[Collected data]
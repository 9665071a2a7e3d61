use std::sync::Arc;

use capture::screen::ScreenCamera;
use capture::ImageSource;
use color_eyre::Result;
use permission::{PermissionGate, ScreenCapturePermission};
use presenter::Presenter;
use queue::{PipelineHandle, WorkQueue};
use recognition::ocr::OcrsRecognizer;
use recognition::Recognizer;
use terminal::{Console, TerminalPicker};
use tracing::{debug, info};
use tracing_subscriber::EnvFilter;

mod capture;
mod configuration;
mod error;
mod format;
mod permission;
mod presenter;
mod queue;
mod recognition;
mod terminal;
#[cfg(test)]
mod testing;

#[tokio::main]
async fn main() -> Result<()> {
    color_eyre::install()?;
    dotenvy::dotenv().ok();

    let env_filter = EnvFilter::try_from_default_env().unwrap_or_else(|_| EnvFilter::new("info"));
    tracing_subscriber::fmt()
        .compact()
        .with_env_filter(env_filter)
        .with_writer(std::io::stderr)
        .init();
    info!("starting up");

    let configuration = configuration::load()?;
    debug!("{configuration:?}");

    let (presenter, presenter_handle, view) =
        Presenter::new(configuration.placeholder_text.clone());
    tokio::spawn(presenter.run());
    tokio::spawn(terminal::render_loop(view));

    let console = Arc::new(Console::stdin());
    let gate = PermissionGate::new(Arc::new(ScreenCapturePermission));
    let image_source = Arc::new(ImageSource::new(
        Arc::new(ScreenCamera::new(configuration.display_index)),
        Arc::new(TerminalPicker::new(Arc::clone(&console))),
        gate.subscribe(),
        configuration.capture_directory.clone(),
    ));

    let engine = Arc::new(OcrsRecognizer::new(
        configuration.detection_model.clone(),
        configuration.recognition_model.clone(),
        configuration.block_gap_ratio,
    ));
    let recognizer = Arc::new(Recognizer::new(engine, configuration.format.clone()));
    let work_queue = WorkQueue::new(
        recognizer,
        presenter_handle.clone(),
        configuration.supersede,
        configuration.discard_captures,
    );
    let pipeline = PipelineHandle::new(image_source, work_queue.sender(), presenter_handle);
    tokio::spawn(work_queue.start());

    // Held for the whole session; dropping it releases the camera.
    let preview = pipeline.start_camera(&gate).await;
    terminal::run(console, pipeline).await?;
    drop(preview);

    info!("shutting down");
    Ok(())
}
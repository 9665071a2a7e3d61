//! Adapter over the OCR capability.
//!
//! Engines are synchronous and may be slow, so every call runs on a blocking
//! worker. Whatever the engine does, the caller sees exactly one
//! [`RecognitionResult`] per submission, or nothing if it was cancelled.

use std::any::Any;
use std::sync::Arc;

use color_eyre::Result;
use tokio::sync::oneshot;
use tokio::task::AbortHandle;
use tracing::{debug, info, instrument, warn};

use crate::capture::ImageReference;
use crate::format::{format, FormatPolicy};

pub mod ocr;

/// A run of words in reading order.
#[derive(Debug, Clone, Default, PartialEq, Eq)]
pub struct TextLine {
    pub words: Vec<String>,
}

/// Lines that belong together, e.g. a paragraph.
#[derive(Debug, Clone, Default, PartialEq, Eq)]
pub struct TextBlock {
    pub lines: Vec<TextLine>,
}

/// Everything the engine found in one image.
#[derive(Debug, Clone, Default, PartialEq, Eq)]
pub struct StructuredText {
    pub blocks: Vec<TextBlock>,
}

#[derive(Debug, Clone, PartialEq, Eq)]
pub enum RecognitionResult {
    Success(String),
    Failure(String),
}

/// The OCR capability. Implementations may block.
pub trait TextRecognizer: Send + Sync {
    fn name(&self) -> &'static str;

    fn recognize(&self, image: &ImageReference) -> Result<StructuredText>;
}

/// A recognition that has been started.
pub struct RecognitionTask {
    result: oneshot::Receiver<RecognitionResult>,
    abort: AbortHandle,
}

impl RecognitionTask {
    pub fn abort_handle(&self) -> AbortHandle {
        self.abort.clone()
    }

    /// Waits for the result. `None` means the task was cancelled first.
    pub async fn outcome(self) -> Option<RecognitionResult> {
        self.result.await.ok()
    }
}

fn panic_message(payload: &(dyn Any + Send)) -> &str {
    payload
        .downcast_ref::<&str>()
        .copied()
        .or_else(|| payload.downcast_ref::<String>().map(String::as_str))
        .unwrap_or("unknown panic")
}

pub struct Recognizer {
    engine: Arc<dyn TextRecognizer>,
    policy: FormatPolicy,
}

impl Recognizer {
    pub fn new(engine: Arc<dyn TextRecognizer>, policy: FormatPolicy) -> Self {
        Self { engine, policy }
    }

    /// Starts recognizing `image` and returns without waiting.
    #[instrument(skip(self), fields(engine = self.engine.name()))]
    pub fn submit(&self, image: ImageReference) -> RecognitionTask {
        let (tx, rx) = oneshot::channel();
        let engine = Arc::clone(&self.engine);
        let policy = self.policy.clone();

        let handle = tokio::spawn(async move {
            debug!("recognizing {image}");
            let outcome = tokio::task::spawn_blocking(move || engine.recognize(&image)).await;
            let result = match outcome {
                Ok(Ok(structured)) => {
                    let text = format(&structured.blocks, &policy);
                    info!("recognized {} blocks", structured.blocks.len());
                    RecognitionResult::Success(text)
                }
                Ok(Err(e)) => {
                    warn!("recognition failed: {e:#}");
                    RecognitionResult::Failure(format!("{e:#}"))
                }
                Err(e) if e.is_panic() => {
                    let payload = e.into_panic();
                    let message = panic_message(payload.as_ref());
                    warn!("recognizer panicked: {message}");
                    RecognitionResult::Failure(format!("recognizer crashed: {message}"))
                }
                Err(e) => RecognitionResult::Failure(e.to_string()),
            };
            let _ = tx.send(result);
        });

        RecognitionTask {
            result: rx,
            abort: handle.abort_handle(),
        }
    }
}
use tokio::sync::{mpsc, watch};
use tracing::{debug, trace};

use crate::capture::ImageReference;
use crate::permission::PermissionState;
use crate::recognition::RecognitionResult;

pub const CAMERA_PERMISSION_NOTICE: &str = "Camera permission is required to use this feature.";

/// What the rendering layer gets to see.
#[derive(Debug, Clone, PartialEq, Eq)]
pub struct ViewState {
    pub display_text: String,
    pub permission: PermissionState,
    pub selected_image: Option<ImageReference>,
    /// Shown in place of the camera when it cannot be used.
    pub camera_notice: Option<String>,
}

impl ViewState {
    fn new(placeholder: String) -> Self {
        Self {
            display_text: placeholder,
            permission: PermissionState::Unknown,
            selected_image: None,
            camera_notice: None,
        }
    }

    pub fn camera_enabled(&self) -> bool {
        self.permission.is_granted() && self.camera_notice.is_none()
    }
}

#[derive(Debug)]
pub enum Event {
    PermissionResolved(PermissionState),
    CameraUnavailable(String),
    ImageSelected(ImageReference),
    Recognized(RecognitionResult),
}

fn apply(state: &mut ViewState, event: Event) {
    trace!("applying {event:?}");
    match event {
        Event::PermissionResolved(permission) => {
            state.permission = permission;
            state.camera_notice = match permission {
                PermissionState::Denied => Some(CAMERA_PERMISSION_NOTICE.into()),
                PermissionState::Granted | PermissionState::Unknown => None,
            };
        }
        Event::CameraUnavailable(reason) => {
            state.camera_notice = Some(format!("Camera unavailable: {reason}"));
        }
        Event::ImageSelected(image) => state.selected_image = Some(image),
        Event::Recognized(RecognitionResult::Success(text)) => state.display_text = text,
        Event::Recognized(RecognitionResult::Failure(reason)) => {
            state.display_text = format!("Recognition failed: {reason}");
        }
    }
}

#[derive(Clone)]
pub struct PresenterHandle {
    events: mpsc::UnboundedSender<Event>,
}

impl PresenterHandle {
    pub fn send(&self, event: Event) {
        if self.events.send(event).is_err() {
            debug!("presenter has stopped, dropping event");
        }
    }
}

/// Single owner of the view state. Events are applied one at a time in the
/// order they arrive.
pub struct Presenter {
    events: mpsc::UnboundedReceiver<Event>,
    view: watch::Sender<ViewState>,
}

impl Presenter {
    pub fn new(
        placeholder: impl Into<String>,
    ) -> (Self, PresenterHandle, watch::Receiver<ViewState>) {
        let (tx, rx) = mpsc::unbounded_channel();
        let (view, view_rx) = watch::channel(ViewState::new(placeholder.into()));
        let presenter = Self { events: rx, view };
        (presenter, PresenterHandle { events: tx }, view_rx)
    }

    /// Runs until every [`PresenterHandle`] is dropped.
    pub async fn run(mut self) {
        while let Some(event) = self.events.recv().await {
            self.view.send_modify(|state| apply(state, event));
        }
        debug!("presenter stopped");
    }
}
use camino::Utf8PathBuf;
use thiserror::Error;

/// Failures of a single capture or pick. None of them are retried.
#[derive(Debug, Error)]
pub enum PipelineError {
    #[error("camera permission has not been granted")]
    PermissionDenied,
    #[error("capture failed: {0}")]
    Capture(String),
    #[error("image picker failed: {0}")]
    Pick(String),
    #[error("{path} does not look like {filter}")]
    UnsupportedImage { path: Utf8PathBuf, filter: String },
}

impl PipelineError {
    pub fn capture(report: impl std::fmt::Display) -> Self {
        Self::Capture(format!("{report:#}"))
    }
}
--
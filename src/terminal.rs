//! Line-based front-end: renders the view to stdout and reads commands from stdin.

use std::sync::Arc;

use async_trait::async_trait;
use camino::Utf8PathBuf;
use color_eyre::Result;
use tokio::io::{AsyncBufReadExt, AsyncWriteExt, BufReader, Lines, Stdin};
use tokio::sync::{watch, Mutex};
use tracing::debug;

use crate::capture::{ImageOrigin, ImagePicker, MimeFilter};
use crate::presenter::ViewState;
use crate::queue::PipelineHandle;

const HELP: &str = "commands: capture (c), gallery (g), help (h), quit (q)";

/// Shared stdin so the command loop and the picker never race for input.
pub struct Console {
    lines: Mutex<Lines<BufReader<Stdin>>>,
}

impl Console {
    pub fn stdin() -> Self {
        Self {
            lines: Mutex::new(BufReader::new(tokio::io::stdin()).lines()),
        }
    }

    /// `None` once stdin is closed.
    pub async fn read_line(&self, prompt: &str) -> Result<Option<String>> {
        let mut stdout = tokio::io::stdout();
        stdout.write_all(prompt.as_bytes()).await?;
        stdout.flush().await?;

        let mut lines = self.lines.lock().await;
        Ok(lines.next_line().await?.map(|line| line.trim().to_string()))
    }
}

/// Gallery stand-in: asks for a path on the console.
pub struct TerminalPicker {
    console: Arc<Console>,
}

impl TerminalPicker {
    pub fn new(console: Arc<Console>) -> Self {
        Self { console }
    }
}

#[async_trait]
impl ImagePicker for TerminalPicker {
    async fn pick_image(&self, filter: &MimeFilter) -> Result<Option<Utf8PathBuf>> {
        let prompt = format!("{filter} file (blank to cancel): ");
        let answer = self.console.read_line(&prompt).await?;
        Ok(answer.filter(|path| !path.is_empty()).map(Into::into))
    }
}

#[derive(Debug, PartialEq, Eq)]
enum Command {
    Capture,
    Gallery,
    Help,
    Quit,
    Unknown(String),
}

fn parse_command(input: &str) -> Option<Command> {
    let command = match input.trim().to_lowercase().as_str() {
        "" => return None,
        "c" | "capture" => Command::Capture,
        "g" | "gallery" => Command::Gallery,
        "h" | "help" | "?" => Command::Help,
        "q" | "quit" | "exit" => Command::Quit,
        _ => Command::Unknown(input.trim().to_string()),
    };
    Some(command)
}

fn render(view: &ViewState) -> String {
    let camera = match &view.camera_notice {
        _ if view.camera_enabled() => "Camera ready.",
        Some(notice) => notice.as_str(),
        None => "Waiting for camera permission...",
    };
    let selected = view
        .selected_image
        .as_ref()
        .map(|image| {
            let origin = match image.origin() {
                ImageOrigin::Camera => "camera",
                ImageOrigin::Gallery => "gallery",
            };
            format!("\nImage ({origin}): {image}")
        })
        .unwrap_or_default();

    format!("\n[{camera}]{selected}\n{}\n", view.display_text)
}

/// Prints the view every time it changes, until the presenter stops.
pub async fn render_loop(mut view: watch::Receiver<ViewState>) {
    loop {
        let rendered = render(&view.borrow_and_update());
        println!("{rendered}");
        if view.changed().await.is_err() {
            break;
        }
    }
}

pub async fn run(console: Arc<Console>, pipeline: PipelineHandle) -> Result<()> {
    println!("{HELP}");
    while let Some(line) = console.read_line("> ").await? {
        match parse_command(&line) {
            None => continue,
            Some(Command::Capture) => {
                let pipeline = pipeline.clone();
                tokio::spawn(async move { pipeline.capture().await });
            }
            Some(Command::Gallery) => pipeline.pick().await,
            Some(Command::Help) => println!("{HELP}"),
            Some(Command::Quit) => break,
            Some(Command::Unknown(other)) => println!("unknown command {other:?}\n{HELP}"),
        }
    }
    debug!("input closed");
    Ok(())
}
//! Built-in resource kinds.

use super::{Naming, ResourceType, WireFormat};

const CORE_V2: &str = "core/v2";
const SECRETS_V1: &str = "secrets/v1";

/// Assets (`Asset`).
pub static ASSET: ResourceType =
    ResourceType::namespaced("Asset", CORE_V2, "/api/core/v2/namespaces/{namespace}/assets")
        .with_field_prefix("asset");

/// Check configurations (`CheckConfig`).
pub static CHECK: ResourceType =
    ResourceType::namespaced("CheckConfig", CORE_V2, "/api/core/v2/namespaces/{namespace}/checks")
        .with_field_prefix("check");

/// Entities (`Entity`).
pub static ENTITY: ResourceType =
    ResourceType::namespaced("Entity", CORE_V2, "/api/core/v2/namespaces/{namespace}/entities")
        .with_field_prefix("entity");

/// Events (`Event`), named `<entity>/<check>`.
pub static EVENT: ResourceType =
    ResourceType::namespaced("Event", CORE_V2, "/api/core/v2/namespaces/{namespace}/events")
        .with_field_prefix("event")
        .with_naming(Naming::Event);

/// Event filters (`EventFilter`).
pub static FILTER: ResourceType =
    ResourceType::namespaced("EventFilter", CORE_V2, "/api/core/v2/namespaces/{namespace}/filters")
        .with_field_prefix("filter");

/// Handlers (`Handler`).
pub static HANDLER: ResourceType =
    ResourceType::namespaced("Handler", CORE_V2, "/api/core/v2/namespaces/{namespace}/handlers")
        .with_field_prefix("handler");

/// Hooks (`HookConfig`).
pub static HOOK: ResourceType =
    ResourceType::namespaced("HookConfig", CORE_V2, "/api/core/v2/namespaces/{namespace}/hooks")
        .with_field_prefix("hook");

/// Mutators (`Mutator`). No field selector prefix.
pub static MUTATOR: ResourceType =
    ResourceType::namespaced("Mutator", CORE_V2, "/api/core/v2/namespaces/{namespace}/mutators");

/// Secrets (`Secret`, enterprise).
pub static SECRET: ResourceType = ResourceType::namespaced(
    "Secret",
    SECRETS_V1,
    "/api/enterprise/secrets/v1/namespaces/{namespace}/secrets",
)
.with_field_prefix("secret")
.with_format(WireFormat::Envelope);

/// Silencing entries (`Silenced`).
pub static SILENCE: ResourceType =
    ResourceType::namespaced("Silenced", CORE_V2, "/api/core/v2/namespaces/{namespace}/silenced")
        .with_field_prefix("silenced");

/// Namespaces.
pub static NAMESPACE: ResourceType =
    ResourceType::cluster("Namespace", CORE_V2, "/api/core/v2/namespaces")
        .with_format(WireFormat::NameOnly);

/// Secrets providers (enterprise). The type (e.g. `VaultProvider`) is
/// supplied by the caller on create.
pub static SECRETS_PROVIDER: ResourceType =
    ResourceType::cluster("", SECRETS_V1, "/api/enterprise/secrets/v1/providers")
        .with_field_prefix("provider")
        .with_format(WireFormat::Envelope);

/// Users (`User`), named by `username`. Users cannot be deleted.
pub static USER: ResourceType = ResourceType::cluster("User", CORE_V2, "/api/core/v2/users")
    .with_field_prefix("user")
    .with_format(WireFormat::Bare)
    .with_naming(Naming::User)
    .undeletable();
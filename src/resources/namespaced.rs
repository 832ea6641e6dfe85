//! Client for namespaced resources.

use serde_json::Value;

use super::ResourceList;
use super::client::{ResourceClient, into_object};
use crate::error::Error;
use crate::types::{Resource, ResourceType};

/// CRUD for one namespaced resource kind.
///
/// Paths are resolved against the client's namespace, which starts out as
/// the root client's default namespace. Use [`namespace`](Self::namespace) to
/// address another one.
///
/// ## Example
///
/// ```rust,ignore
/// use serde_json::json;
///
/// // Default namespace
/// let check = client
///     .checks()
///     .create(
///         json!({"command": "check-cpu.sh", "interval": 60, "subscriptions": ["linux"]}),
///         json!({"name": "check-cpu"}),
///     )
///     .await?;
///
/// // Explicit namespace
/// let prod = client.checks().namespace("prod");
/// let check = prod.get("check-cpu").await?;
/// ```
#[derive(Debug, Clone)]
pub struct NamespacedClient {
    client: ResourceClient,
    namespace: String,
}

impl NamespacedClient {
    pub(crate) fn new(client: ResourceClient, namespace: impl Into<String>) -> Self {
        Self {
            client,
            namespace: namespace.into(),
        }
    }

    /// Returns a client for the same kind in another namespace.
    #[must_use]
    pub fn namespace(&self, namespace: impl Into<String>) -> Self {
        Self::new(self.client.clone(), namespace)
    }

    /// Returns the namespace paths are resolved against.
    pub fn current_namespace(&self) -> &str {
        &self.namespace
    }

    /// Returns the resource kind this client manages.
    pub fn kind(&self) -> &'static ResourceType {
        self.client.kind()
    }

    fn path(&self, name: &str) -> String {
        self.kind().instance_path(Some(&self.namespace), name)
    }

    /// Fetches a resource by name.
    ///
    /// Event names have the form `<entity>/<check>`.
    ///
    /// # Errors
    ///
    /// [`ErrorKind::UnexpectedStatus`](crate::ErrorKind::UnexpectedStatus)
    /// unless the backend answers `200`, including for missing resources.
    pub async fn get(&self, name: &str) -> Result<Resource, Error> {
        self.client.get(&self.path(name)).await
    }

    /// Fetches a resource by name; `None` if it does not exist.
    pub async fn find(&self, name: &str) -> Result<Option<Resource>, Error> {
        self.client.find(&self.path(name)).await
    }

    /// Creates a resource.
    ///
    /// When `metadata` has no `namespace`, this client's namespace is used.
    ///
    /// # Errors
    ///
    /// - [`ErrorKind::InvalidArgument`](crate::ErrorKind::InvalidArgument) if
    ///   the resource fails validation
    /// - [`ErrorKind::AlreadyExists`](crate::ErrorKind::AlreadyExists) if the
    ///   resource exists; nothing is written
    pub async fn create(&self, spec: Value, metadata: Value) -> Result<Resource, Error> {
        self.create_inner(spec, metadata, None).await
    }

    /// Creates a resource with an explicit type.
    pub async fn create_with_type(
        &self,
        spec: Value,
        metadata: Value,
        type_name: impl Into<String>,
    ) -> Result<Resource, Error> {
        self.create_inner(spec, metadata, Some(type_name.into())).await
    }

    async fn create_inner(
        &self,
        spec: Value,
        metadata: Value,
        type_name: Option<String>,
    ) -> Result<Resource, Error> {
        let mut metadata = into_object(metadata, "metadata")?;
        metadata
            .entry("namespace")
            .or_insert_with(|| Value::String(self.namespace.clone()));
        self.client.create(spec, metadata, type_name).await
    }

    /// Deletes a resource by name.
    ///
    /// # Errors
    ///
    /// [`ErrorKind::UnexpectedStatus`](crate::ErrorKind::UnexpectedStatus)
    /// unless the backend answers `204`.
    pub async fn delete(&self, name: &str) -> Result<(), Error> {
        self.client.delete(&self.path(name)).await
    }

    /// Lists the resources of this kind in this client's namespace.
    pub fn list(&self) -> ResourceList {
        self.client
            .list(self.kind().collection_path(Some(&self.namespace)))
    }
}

■ **What is being asked**
Read through the data above. Report each line that has the word "providers".

■ **Task answer**
/// Secrets providers (enterprise). The type (e.g. `VaultProvider`) is
    ResourceType::cluster("", SECRETS_V1, "/api/enterprise/secrets/v1/providers")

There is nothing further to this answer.